Kurs na rozmowę
W ocenie Janusza Piechocińskiego z PSL, najważniejsza w relacjach między Polską a Rosją jest "intensywność stosunków i normalne wizyty", a także "utrzymywanie kursu na wzajemną rozmowę", czego - według posła PSL - "brakowało w stosunkach polsko-rosyjskich w ostatnich 20 latach". Jak podkreślił Piechociński, trzeba szukać tego, co wspólne w obszarze spraw kulturalnych, społecznych, gospodarczych. - Nie należy traktować stosunków polsko-rosyjskich tylko poprzez pryzmat dyplomacji. Trzeba schodzić z tymi stosunkami maksymalnie "w dół" - uważa Piechociński.

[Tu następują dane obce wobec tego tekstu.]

use chrono::{NaiveDate, NaiveTime};
use metrics_exporter_prometheus::PrometheusHandle;
use shift_report::config::ReportingConfig;
use shift_report::error::AppError;
use shift_report::workflows::checks::{
    Clock, Collaborators, DirectoryImportError, InMemoryDirectory, InMemoryLedger,
    InMemoryReportStore, InMemorySessionStore, InMemoryShiftRoster, RecordingTransport,
    ServiceError,
};
use std::fs::File;
use std::path::Path;
use std::sync::atomic::AtomicBool;
use std::sync::Arc;
use tracing::info;

#[derive(Clone)]
pub(crate) struct AppState {
    pub(crate) readiness: Arc<AtomicBool>,
    pub(crate) metrics: Arc<PrometheusHandle>,
    pub(crate) outbox: Arc<RecordingTransport>,
}

/// Messages the outbox holds before deliveries start failing; the chat
/// gateway is expected to drain it well before that.
pub(crate) const OUTBOX_CAPACITY: usize = 10_000;

/// In-process collaborators backing the workflow service.
pub(crate) struct Infrastructure {
    pub(crate) collaborators: Collaborators,
    pub(crate) outbox: Arc<RecordingTransport>,
    pub(crate) ledger: Arc<InMemoryLedger>,
}

/// Reference data read at startup.
#[derive(Debug, Default)]
pub(crate) struct Seed {
    pub(crate) directory: InMemoryDirectory,
    pub(crate) roster: InMemoryShiftRoster,
    pub(crate) ledger: InMemoryLedger,
}

pub(crate) fn in_memory(seed: Seed, clock: Arc<dyn Clock>) -> Infrastructure {
    let outbox = Arc::new(RecordingTransport::bounded(OUTBOX_CAPACITY));
    let ledger = Arc::new(seed.ledger);
    let collaborators = Collaborators {
        reports: Arc::new(InMemoryReportStore::default()),
        directory: Arc::new(seed.directory),
        sessions: Arc::new(InMemorySessionStore::default()),
        transport: outbox.clone(),
        roster: Arc::new(seed.roster),
        ledger: ledger.clone(),
        clock,
    };

    Infrastructure {
        collaborators,
        outbox,
        ledger,
    }
}

/// Loads `locations.csv`, `staff.csv` and `coverage.csv` from the configured
/// directory, plus the optional `shifts.csv`, `revenue.csv` and `safe.csv`.
/// Without a directory everything starts empty.
pub(crate) fn load_directory(config: &ReportingConfig) -> Result<Seed, AppError> {
    let Some(dir) = config.directory_dir.as_deref() else {
        return Ok(Seed::default());
    };

    let directory = InMemoryDirectory::from_csv(
        open(&dir.join("locations.csv"))?,
        open(&dir.join("staff.csv"))?,
        open(&dir.join("coverage.csv"))?,
    )?;

    let shifts = dir.join("shifts.csv");
    let roster = if shifts.is_file() {
        InMemoryShiftRoster::from_csv(open(&shifts)?).map_err(ServiceError::from)?
    } else {
        InMemoryShiftRoster::default()
    };

    let ledger = InMemoryLedger::default();
    let revenue = dir.join("revenue.csv");
    if revenue.is_file() {
        let rows = ledger
            .load_revenue_csv(open(&revenue)?)
            .map_err(ServiceError::from)?;
        info!(rows, "revenue ledger seeded");
    }
    let safe = dir.join("safe.csv");
    if safe.is_file() {
        let rows = ledger
            .load_safe_csv(open(&safe)?)
            .map_err(ServiceError::from)?;
        info!(rows, "safe balances seeded");
    }

    info!(directory = %dir.display(), "directory seeded from csv");
    Ok(Seed {
        directory,
        roster,
        ledger,
    })
}

fn open(path: &Path) -> Result<File, DirectoryImportError> {
    File::open(path).map_err(|source| DirectoryImportError::Open {
        path: path.display().to_string(),
        source,
    })
}

pub(crate) fn parse_date(raw: &str) -> Result<NaiveDate, String> {
    NaiveDate::parse_from_str(raw.trim(), "%Y-%m-%d")
        .map_err(|err| format!("failed to parse '{raw}' as YYYY-MM-DD ({err})"))
}

pub(crate) fn parse_time(raw: &str) -> Result<NaiveTime, String> {
    let raw = raw.trim();
    NaiveTime::parse_from_str(raw, "%H:%M:%S")
        .or_else(|_| NaiveTime::parse_from_str(raw, "%H:%M"))
        .map_err(|err| format!("failed to parse '{raw}' as HH:MM[:SS] ({err})"))
}

#[cfg(test)]
mod tests {
    use super::*;
    use rust_decimal::Decimal;
    use shift_report::workflows::checks::{DirectoryRepository, LedgerSource};
    use std::path::PathBuf;

    fn seed_dir(name: &str, files: &[(&str, &str)]) -> PathBuf {
        let dir = std::env::temp_dir().join(format!("shift-report-{name}-{}", std::process::id()));
        std::fs::create_dir_all(&dir).expect("temp dir");
        for (file, contents) in files {
            std::fs::write(dir.join(file), contents).expect("seed file");
        }
        dir
    }

    const LOCATIONS: &str = "name,alias,active\nNorth,NRT,true\n";
    const STAFF: &str = "chat_id,first_name,last_name,location,role,active\n\
                         10,Anna,Ivanova,North,supervisor,true\n";
    const COVERAGE: &str = "approver_id,locations\n10,North\n";

    #[test]
    fn time_accepts_minutes_or_seconds() {
        assert_eq!(
            parse_time("09:30"),
            Ok(NaiveTime::from_hms_opt(9, 30, 0).expect("valid time"))
        );
        assert_eq!(
            parse_time("22:15:05"),
            Ok(NaiveTime::from_hms_opt(22, 15, 5).expect("valid time"))
        );
        assert!(parse_time("noon").is_err());
    }

    #[test]
    fn missing_directory_dir_starts_empty() {
        let seed = load_directory(&ReportingConfig::default()).expect("empty");
        assert!(seed.directory.locations().expect("locations").is_empty());
    }

    #[test]
    fn missing_seed_file_reports_its_path() {
        let config = ReportingConfig {
            directory_dir: Some("/nonexistent/shift-report".into()),
            ..ReportingConfig::default()
        };
        let err = load_directory(&config).expect_err("missing files");
        assert!(err.to_string().contains("locations.csv"));
    }

    #[test]
    fn ledger_exports_are_loaded_next_to_the_directory() {
        let dir = seed_dir(
            "ledger",
            &[
                ("locations.csv", LOCATIONS),
                ("staff.csv", STAFF),
                ("coverage.csv", COVERAGE),
                ("revenue.csv", "date,location,amount\n2024-06-30,North,1250.50\n"),
                ("safe.csv", "location,amount\nNorth,4000\n"),
            ],
        );
        let config = ReportingConfig {
            directory_dir: Some(dir.clone()),
            ..ReportingConfig::default()
        };

        let seed = load_directory(&config).expect("seed loads");
        let date = NaiveDate::from_ymd_opt(2024, 6, 30).expect("valid date");
        let revenue = seed.ledger.revenue(date).expect("revenue");
        assert_eq!(revenue.len(), 1);
        assert_eq!(revenue[0].amount, Decimal::new(125_050, 2));
        assert_eq!(seed.ledger.safe_balances().expect("safe").len(), 1);
        assert!(seed.directory.location("North").expect("lookup").is_some());

        std::fs::remove_dir_all(dir).expect("cleanup");
    }

    #[test]
    fn ledger_exports_are_optional() {
        let dir = seed_dir(
            "no-ledger",
            &[
                ("locations.csv", LOCATIONS),
                ("staff.csv", STAFF),
                ("coverage.csv", COVERAGE),
            ],
        );
        let config = ReportingConfig {
            directory_dir: Some(dir.clone()),
            ..ReportingConfig::default()
        };

        let seed = load_directory(&config).expect("seed loads");
        assert!(seed.ledger.safe_balances().expect("safe").is_empty());

        std::fs::remove_dir_all(dir).expect("cleanup");
    }
}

Polityczne podsycanie- Stosunki są lepsze niż były - ocenił Piechociński, ale "jest kilka spraw, przy których są znaki zapytania - na przykład umowa gazowa". Polityk PSL zaznaczył, że wyjaśnienie katastrofy smoleńskiej, na której koncentrują się obecnie stosunki polsko-rosyjskie "to nie jest łatwa materia". - W Polsce jest oczekiwanie na bardzo szybkie wyjaśnienie tej sprawy, podsycane politycznie - dodał Piechociński.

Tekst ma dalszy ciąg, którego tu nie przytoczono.